§ **Task to complete**
Your task is to transcribe the entries below exactly, from their first line down to the line containing "and reported as", and to stop there.

§ **Supplied material**

=== Section Start ===

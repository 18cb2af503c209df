//! entityfmt: message-formatting entity codec.
//!
//! Converts between plain text plus formatting entities (offsets in UTF-16
//! code units) and three markup dialects:
//!
//! - [`Dialect::Markdown`]: `**bold**`, `__italic__`, `[label](url)`, ...
//! - [`Dialect::Html`]: `<b>`, `<a href="...">`, `<pre language="...">`, ...
//! - [`Dialect::MarkdownV2`]: toggle delimiters, `>>` quotes and
//!   `^^ ... !^^` expandable quotes, lowered onto the HTML dialect.
//!
//! # Design Principles
//! - Single pass: every engine scans its input once, left to right
//! - No regex: byte- and unit-level scanning only
//! - Never fails on markup: malformed input is repaired and reported as
//!   [`Warning`]s
//! - Immutable tables: dialect vocabularies are plain values, built once
//!
//! # Example
//! ```
//! use entityfmt::{Dialect, EntityKind, TextEntity};
//!
//! let doc = entityfmt::parse("**hi** 😀 __there__", Dialect::Markdown);
//! assert_eq!(doc.text, "hi 😀 there");
//! assert_eq!(doc.entities[1], TextEntity::new(6, 5, EntityKind::Italic));
//!
//! let html = entityfmt::unparse(&doc.text, &doc.entities, Dialect::Html).unwrap();
//! assert_eq!(html, "<b>hi</b> 😀 <i>there</i>");
//! ```

pub mod cursor;
pub mod entity;
pub mod error;
pub mod escape;
pub mod html;
pub mod limits;
pub mod markdown;
pub mod markdown_v2;
pub mod utf16;

use std::fmt;
use std::str::FromStr;
use std::sync::LazyLock;

pub use entity::{EntityKind, FormattedText, TextEntity};
pub use error::{Error, Result, Warning};
pub use html::{HtmlDialect, HtmlTag};
pub use markdown::MarkdownDialect;
pub use markdown_v2::MarkdownV2Dialect;

use error::Diagnostics;

/// A markup dialect.
#[derive(Debug, Clone, Copy, PartialEq, Eq, Hash)]
pub enum Dialect {
    Markdown,
    Html,
    MarkdownV2,
}

impl Dialect {
    /// Canonical lowercase name.
    pub fn name(self) -> &'static str {
        match self {
            Self::Markdown => "markdown",
            Self::Html => "html",
            Self::MarkdownV2 => "markdownv2",
        }
    }
}

impl fmt::Display for Dialect {
    fn fmt(&self, f: &mut fmt::Formatter<'_>) -> fmt::Result {
        f.write_str(self.name())
    }
}

impl FromStr for Dialect {
    type Err = Error;

    fn from_str(s: &str) -> Result<Self> {
        match s.to_ascii_lowercase().as_str() {
            "markdown" | "md" => Ok(Self::Markdown),
            "html" => Ok(Self::Html),
            "markdownv2" | "markdown2" | "md2" => Ok(Self::MarkdownV2),
            _ => Err(Error::UnknownDialect(s.to_owned())),
        }
    }
}

/// Dialect tables used by the `*_with_options` entry points.
#[derive(Debug, Clone, Default)]
pub struct Options {
    pub markdown: MarkdownDialect,
    pub html: HtmlDialect,
    pub markdown_v2: MarkdownV2Dialect,
}

static DEFAULT_OPTIONS: LazyLock<Options> = LazyLock::new(Options::default);

/// The shared default tables.
pub fn default_options() -> &'static Options {
    &DEFAULT_OPTIONS
}

/// Parse markup into plain text and entities using the default tables.
///
/// Empty markup yields empty text and no entities.
pub fn parse(markup: &str, dialect: Dialect) -> FormattedText {
    parse_with_options(markup, dialect, default_options())
}

/// Parse markup with caller-supplied tables.
pub fn parse_with_options(markup: &str, dialect: Dialect, options: &Options) -> FormattedText {
    let mut diag = Diagnostics::new();
    parse_into(markup, dialect, options, &mut diag)
}

/// Parse markup and also return the warnings for every repair made.
///
/// # Example
/// ```
/// use entityfmt::{Dialect, Warning};
///
/// let (doc, warnings) =
///     entityfmt::parse_with_warnings("<b>bold", Dialect::Html, entityfmt::default_options());
/// assert_eq!(doc.text, "bold");
/// assert!(doc.entities.is_empty());
/// assert!(matches!(warnings[0], Warning::UnclosedTag { .. }));
/// ```
pub fn parse_with_warnings(
    markup: &str,
    dialect: Dialect,
    options: &Options,
) -> (FormattedText, Vec<Warning>) {
    let mut diag = Diagnostics::new();
    let doc = parse_into(markup, dialect, options, &mut diag);
    (doc, diag.into_warnings())
}

fn parse_into(markup: &str, dialect: Dialect, options: &Options, diag: &mut Diagnostics) -> FormattedText {
    match dialect {
        Dialect::Markdown => markdown::parse_into(markup, &options.markdown, diag),
        Dialect::Html => html::parse_into(markup, &options.html, diag),
        Dialect::MarkdownV2 => markdown_v2::parse_into(markup, &options.markdown_v2, diag),
    }
}

/// Render text and entities as markup using the default tables.
///
/// Empty text or no entities returns the text unchanged. Fails with
/// [`Error::InvalidEntity`] when an entity reaches past the end of `text`.
pub fn unparse(text: &str, entities: &[TextEntity], dialect: Dialect) -> Result<String> {
    unparse_with_options(text, entities, dialect, default_options())
}

/// Render with caller-supplied tables.
pub fn unparse_with_options(
    text: &str,
    entities: &[TextEntity],
    dialect: Dialect,
    options: &Options,
) -> Result<String> {
    match dialect {
        Dialect::Markdown => markdown::unparse(text, entities, &options.markdown),
        Dialect::Html => html::unparse(text, entities, &options.html),
        Dialect::MarkdownV2 => markdown_v2::unparse(text, entities, &options.markdown_v2),
    }
}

=== Section End ===

§ **Solution below**
repository 18cb2af503c209df
//! entityfmt: message-formatting entity codec.
//!
//! Converts between plain text plus formatting entities (offsets in UTF-16
//! code units) and three markup dialects:
//!
//! - [`Dialect::Markdown`]: `**bold**`, `__italic__`, `[label](url)`, ...
//! - [`Dialect::Html`]: `<b>`, `<a href="...">`, `<pre language="...">`, ...
//! - [`Dialect::MarkdownV2`]: toggle delimiters, `>>` quotes and
//!   `^^ ... !^^` expandable quotes, lowered onto the HTML dialect.
//!
//! # Design Principles
//! - Single pass: every engine scans its input once, left to right
//! - No regex: byte- and unit-level scanning only
//! - Never fails on markup: malformed input is repaired and reported as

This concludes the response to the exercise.